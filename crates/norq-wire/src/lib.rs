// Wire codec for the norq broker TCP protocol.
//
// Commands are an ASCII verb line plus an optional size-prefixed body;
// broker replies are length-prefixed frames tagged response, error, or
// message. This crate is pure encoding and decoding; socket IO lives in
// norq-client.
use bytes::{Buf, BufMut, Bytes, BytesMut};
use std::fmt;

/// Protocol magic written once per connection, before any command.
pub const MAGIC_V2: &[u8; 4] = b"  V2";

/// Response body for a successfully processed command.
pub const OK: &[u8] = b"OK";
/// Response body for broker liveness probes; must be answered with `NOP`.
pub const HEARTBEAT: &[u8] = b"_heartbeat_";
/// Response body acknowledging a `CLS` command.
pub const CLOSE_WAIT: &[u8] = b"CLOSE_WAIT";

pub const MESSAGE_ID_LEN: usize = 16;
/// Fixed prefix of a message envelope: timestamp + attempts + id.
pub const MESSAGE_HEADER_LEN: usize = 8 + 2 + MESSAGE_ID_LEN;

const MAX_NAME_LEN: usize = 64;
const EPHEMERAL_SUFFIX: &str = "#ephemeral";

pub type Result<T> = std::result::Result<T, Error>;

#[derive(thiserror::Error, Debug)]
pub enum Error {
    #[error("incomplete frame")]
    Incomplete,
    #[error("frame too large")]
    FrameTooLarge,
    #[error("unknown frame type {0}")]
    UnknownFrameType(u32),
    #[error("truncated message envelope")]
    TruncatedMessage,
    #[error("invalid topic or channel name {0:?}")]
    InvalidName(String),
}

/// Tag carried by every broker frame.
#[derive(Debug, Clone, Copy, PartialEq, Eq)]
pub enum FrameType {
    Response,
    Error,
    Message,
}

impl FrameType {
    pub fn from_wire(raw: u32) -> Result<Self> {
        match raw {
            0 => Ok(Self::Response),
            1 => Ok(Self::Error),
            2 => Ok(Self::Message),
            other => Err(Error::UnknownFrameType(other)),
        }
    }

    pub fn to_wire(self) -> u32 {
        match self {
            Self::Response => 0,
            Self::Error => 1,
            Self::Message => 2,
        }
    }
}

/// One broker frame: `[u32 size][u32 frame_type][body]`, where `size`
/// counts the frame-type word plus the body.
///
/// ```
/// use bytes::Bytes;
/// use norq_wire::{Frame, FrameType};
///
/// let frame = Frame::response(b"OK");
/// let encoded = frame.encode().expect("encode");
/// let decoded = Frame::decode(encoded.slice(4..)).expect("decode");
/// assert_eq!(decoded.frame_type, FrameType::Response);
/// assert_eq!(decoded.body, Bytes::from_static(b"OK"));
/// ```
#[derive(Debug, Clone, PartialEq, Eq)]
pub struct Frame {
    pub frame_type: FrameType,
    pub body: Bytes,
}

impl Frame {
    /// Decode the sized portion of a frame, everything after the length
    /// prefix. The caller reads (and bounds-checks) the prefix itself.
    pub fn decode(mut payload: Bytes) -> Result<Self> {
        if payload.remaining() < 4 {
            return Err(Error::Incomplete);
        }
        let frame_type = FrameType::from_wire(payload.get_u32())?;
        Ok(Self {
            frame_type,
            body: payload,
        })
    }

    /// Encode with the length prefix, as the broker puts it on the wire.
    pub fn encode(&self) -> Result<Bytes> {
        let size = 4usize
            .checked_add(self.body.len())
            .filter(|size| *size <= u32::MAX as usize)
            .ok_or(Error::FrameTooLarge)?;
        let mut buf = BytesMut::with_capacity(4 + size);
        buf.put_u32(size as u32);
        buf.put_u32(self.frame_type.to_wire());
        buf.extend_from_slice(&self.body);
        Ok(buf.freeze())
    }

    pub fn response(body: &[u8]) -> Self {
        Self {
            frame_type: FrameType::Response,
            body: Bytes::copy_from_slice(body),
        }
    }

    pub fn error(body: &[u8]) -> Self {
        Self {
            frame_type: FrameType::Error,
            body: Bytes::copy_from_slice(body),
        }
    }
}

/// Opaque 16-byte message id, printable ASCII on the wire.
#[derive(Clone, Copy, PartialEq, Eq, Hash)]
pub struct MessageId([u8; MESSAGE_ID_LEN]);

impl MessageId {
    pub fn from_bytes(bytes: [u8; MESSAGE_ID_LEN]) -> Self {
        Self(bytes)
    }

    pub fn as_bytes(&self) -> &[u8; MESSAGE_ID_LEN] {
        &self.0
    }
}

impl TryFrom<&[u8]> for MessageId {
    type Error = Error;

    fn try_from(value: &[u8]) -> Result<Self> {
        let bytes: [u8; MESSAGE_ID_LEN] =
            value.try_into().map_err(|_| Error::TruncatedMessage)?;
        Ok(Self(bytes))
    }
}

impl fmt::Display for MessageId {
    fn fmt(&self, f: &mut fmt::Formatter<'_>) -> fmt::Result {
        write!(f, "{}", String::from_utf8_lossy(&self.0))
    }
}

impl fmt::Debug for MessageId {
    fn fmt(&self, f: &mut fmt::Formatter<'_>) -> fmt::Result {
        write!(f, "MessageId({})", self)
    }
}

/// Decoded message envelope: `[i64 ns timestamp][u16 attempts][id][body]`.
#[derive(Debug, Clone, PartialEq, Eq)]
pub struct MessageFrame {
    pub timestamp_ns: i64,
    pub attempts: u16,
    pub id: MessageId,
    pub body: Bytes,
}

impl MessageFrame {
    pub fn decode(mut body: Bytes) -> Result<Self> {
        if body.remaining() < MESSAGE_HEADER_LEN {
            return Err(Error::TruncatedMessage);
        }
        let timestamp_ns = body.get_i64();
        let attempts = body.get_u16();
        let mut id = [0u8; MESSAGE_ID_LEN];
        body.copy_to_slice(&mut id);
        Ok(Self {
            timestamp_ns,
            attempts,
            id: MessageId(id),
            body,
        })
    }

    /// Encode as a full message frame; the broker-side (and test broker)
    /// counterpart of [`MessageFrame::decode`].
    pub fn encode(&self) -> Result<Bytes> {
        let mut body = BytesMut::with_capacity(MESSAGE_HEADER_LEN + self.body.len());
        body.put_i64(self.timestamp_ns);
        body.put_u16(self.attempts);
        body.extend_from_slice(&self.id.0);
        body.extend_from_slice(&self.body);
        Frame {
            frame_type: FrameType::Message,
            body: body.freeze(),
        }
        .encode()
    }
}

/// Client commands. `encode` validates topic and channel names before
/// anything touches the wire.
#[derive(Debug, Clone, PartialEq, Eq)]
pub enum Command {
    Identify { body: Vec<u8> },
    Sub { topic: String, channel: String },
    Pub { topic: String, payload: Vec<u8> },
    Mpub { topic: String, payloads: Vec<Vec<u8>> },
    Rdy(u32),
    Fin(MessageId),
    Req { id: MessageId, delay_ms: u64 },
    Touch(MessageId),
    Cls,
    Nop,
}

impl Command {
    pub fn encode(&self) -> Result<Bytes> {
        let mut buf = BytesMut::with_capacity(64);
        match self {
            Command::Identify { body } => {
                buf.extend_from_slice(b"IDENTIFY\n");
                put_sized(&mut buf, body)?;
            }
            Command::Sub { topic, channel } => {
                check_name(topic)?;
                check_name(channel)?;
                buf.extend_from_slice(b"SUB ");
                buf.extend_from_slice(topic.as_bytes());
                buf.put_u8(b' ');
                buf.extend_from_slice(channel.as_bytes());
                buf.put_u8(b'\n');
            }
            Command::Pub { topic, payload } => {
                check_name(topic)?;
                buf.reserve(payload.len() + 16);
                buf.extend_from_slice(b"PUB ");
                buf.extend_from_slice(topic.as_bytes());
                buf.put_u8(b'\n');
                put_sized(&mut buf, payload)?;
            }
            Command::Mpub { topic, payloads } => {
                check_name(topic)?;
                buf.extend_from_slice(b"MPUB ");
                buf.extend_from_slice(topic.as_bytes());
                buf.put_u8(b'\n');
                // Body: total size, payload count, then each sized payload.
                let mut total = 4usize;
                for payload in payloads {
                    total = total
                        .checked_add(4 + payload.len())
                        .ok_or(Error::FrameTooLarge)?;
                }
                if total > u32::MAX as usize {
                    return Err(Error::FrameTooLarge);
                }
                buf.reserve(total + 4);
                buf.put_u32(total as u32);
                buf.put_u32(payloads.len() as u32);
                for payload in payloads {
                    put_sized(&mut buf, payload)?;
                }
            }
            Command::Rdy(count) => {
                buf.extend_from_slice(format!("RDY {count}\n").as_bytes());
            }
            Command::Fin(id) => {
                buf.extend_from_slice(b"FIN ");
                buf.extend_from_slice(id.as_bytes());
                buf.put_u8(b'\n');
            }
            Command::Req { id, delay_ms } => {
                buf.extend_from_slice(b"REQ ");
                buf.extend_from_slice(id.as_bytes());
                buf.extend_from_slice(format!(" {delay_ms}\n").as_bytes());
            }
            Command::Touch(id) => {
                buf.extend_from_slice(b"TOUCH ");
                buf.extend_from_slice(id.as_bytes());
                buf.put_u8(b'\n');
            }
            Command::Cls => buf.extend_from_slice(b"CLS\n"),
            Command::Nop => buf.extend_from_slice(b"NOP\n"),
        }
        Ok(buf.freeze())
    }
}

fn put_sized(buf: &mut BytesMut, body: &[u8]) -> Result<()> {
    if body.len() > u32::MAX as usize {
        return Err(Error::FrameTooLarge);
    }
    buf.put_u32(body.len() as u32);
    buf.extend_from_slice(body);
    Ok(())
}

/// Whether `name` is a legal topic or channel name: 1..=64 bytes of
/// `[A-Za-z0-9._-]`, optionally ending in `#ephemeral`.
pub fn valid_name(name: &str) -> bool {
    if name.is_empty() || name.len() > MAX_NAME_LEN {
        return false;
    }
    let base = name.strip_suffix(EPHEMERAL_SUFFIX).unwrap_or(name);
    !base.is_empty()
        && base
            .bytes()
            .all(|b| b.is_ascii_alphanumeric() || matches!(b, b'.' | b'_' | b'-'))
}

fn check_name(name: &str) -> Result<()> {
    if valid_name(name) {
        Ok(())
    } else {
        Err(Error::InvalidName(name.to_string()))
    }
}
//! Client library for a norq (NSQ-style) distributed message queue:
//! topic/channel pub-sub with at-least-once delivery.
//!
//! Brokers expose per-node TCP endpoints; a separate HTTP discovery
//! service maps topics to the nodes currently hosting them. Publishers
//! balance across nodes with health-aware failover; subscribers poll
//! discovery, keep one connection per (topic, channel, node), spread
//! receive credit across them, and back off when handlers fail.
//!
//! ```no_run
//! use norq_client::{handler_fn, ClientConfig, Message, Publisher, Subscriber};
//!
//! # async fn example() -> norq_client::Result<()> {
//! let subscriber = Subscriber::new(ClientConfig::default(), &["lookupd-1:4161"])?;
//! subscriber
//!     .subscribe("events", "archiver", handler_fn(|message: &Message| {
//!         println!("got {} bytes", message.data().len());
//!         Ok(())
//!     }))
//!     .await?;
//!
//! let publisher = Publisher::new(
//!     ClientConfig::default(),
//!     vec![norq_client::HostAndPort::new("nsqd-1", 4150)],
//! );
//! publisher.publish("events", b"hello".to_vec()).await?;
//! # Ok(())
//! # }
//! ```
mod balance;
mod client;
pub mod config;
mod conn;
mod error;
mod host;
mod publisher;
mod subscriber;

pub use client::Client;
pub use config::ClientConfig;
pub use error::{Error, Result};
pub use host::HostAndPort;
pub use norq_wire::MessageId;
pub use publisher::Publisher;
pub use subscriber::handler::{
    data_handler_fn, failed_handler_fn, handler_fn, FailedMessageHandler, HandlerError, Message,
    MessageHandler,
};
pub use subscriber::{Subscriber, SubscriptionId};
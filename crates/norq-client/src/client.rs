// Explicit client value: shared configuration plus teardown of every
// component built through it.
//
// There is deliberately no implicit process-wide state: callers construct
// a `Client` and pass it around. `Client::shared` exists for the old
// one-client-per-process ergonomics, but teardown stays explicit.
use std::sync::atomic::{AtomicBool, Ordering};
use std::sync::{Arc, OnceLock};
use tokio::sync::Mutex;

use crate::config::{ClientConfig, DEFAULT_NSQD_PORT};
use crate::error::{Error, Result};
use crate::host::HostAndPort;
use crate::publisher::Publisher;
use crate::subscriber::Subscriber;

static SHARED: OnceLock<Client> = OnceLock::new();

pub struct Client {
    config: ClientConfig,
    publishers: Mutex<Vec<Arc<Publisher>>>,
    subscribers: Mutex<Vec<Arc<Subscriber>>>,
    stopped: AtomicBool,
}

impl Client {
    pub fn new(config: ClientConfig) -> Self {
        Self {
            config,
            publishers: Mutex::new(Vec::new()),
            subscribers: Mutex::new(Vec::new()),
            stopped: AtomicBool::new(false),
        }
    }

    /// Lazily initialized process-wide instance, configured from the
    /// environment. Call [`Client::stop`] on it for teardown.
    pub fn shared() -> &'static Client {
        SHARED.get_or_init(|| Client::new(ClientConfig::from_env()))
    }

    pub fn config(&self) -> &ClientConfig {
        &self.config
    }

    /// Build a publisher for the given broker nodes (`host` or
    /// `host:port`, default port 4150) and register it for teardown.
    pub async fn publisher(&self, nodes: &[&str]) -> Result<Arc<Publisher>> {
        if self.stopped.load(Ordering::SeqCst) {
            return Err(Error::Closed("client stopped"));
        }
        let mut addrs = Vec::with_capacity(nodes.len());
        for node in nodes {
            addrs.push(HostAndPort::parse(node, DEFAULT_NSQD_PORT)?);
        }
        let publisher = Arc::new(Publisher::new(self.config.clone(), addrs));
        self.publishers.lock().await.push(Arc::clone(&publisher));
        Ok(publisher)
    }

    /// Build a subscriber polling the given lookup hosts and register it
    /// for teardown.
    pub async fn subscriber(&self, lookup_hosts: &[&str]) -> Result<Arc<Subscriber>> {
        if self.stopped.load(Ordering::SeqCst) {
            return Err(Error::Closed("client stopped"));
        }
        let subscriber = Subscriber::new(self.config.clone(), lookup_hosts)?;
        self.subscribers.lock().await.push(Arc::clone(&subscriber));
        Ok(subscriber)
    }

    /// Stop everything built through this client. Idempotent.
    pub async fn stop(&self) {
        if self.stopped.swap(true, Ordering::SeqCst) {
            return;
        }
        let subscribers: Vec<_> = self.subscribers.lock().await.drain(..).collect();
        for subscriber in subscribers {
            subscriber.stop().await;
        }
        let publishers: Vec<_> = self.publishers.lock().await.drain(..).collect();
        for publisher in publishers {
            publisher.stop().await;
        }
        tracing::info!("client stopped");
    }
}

What needs to be done: Where the listing above has a line with "body.copy_to_slice(&mut id);", start there, and output every line exactly through the line with "touches the wire.", which is also included.

Solution for this problem:
        body.copy_to_slice(&mut id);
        Ok(Self {
            timestamp_ns,
            attempts,
            id: MessageId(id),
            body,
        })
    }

    /// Encode as a full message frame; the broker-side (and test broker)
    /// counterpart of [`MessageFrame::decode`].
    pub fn encode(&self) -> Result<Bytes> {
        let mut body = BytesMut::with_capacity(MESSAGE_HEADER_LEN + self.body.len());
        body.put_i64(self.timestamp_ns);
        body.put_u16(self.attempts);
        body.extend_from_slice(&self.id.0);
        body.extend_from_slice(&self.body);
        Frame {
            frame_type: FrameType::Message,
            body: body.freeze(),
        }
        .encode()
    }
}

/// Client commands. `encode` validates topic and channel names before
/// anything touches the wire.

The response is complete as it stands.